By Adi Menayang contact

- Last updated on GMT

Getty Images / m-gucci
Getty Images / m-gucci

Related tags: Beauty, Beauty foods, Nutricosmetics, Beauty from within, Lipid, Cosmeceutical, Collagen, Collagen peptides, Wheat, Ceramide

Increased awareness around collagen may give phytoceramides a helping hand in the US market, according to one ingredient supplier.

Many brands today in the beauty-from-within category, also known as nutricosmetics, tend to highlight collagen because it’s the ingredient that has the most consumer awareness, said Sebastien Merchet, nutrition business development manager for the North American arm of French ingredient supplier Seppic​.

Collagen was dubbed by market research firm Euromonitor as 2018’s hottest ingredient​ at the Natural Products Expo West show in Anaheim, CA, earlier this year. That was based on the ingredient’s ubiquity in new finished product releases—both in the dietary supplement and functional food category.
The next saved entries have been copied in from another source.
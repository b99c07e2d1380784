use axum::{
    extract::{Request, State},
    middleware::Next,
    response::Response,
};
use governor::{
    clock::{Clock, DefaultClock},
    state::keyed::DashMapStateStore,
    Quota, RateLimiter,
};
use std::{net::SocketAddr, num::NonZeroU32, sync::Arc, time::Duration};

use crate::error::AppError;

/// Rate limiter keyed by caller IP.
pub type IpRateLimiter = Arc<RateLimiter<SocketAddr, DashMapStateStore<SocketAddr>, DefaultClock>>;

/// Build an IP-keyed limiter allowing `attempts` requests per window.
pub fn create_ip_rate_limiter(attempts: u32, window_seconds: u64) -> IpRateLimiter {
    let attempts = attempts.max(1);
    let period = Duration::from_millis((window_seconds * 1000) / attempts as u64);
    let quota = Quota::with_period(period)
        .expect("rate limit period is non-zero")
        .allow_burst(NonZeroU32::new(attempts).expect("attempts is non-zero after max(1)"));

    Arc::new(RateLimiter::dashmap(quota))
}

/// Per-IP rate limiting. Trusts the first `x-forwarded-for` hop when present,
/// falling back to the socket address. Requests without a resolvable IP pass
/// through with a warning rather than being dropped.
pub async fn ip_rate_limit_middleware(
    State(limiter): State<IpRateLimiter>,
    request: Request,
    next: Next,
) -> Result<Response, AppError> {
    let forwarded_ip = request
        .headers()
        .get("x-forwarded-for")
        .and_then(|v| v.to_str().ok())
        .and_then(|s| s.split(',').next())
        .and_then(|s| s.trim().parse::<std::net::IpAddr>().ok());

    let addr = if let Some(ip) = forwarded_ip {
        Some(SocketAddr::new(ip, 0))
    } else {
        request
            .extensions()
            .get::<axum::extract::ConnectInfo<SocketAddr>>()
            .map(|axum::extract::ConnectInfo(addr)| *addr)
    };

    match addr {
        Some(addr) => match limiter.check_key(&addr) {
            Ok(_) => Ok(next.run(request).await),
            Err(negative) => {
                let wait_time = negative.wait_time_from(DefaultClock::default().now());
                Err(AppError::TooManyRequests(
                    "Too many requests. Please try again later.".to_string(),
                    Some(wait_time.as_secs()),
                ))
            }
        },
        None => {
            tracing::warn!("Could not determine IP for rate limiting");
            Ok(next.run(request).await)
        }
    }
}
“But I think it has some limitations for formulation and claims when used by itself—it’s not the best for skin moisturization for example,” ​he told us at the recent SupplySide East show in Secaucus, NJ.

His company manufactures an ingredient called Ceramoside, a branded form of phytoceramides extracted from wheat, which has been studied for its skin benefits when ingested or used topically. Seppic manufactures the ingredient in a 30 mg powder and a 70 mg oil.
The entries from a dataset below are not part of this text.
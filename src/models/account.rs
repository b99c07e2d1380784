//! Account model - the security-relevant view of an employee record.
//!
//! Business attributes of employees (department, payroll, leave balances)
//! live elsewhere; this subsystem only reads contact fields and mutates the
//! security columns (password hash, two-factor settings, token version).

use chrono::{DateTime, Utc};
use serde::{Deserialize, Serialize};
use sqlx::FromRow;

use super::OtpChannel;

/// Account entity as stored in the credential store.
#[derive(Debug, Clone, FromRow)]
pub struct Account {
    pub account_id: i64,
    pub email: String,
    pub phone: Option<String>,
    pub role_code: String,
    pub password_hash_text: String,
    pub active_flag: bool,
    pub two_factor_enabled_flag: bool,
    pub two_factor_method_code: Option<String>,
    /// Bumped on logout; every token embeds the version it was signed under.
    pub token_version: i32,
    pub last_login_utc: Option<DateTime<Utc>>,
    pub created_utc: DateTime<Utc>,
}

impl Account {
    pub fn is_active(&self) -> bool {
        self.active_flag
    }

    /// The configured second-factor channel, if any.
    pub fn two_factor_method(&self) -> Option<OtpChannel> {
        self.two_factor_method_code
            .as_deref()
            .and_then(OtpChannel::parse)
    }
}

/// Role codes used by the wider HR platform.
#[derive(Debug, Clone, PartialEq, Eq, Serialize, Deserialize)]
#[serde(rename_all = "snake_case")]
pub enum Role {
    Admin,
    HrManager,
    Employee,
}

impl Role {
    pub fn as_str(&self) -> &'static str {
        match self {
            Role::Admin => "admin",
            Role::HrManager => "hr_manager",
            Role::Employee => "employee",
        }
    }
}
Support from published clinical trials

According to Merchet, ceramides give finished product makers an ability to make claims that they could not get from other ingredients.

“Our ceramides are extracted from wheat because the complex of actives and lipids is very specific. The way SEPPIC extracts it creates a ratio of phytoceramides and auto emulsifier DGDG (digalactosyl diglyceride) that makes it water soluble, more bioavailable, and more efficient,” ​he said.

Seppic has supported more than five studies on the branded Ceramosides: Three in vitro studies, two human clinical nutrition studies (one of which has been published in a peer-reviewed journal), and two human clinical cosmetic (topical) studies, Merchet said.

“One of the biggest particularities is that it is so efficient by its composition, that our clinical studies show results after only 15 days. I think that’s something that the consumer was missing—getting a product for their skin that wouldn’t take months to see the effects,”​ he added, referencing a study on the ingredient published in the journal Cosmetics​ last fall.

He continued: “We asked the people in the study what they felt, and it gave very good results. 80 – 90% of the active group said they felt improvements or they felt less pulling sensations or smoother skin. In the same time, the placebo group, only 5 or 10% said they felt these improvements.”

But Merchet wasn’t arguing for formulators to use phytoceramides in lieu of collagen. “They’re all complimentary. They’re not really competing against each other. Ideally you create a product with both collagen and ceramides because they will act on different layers of the skin,” ​he explained.

A more established nutricosmetic market in the US

Seppic’s Ceramosides had its first commercial success in the US market around five years ago, Merchet recalled, though promotion started around 10 years ago.

“When we introduced it in the US [ten years ago], the beauty-from-within category was not picking up yet,”​ he said. “We started to have success with the MLM companies that are reaching Asia, where the category was much more developed.”

Today, multi-level marketing companies continue to make up a bulk of Seppic’s business activity for Ceramosides in the US, which also happens to be the company’s biggest market for the ingredient. The nutricosmetics category has experienced an upward trend in the US. Data from Euromonitor says that supplements positioned for beauty grew 23% in the three years between 2014 and 2017, rising from $72.6 million to $89.6 million.

Merchet added that in recent years, the ingredient is appearing in nutricosmetic products available in more diverse channels, including mass market, specialty retail, practitioner channel, and direct-to-consumer.

He’s also seeing a lot of interest from big topical cosmetic companies keen to enter the nutrition space. “For these brands, by nature, it takes more time to develop new products because of their size and their process, but we’re seeing a lot of interest from them.”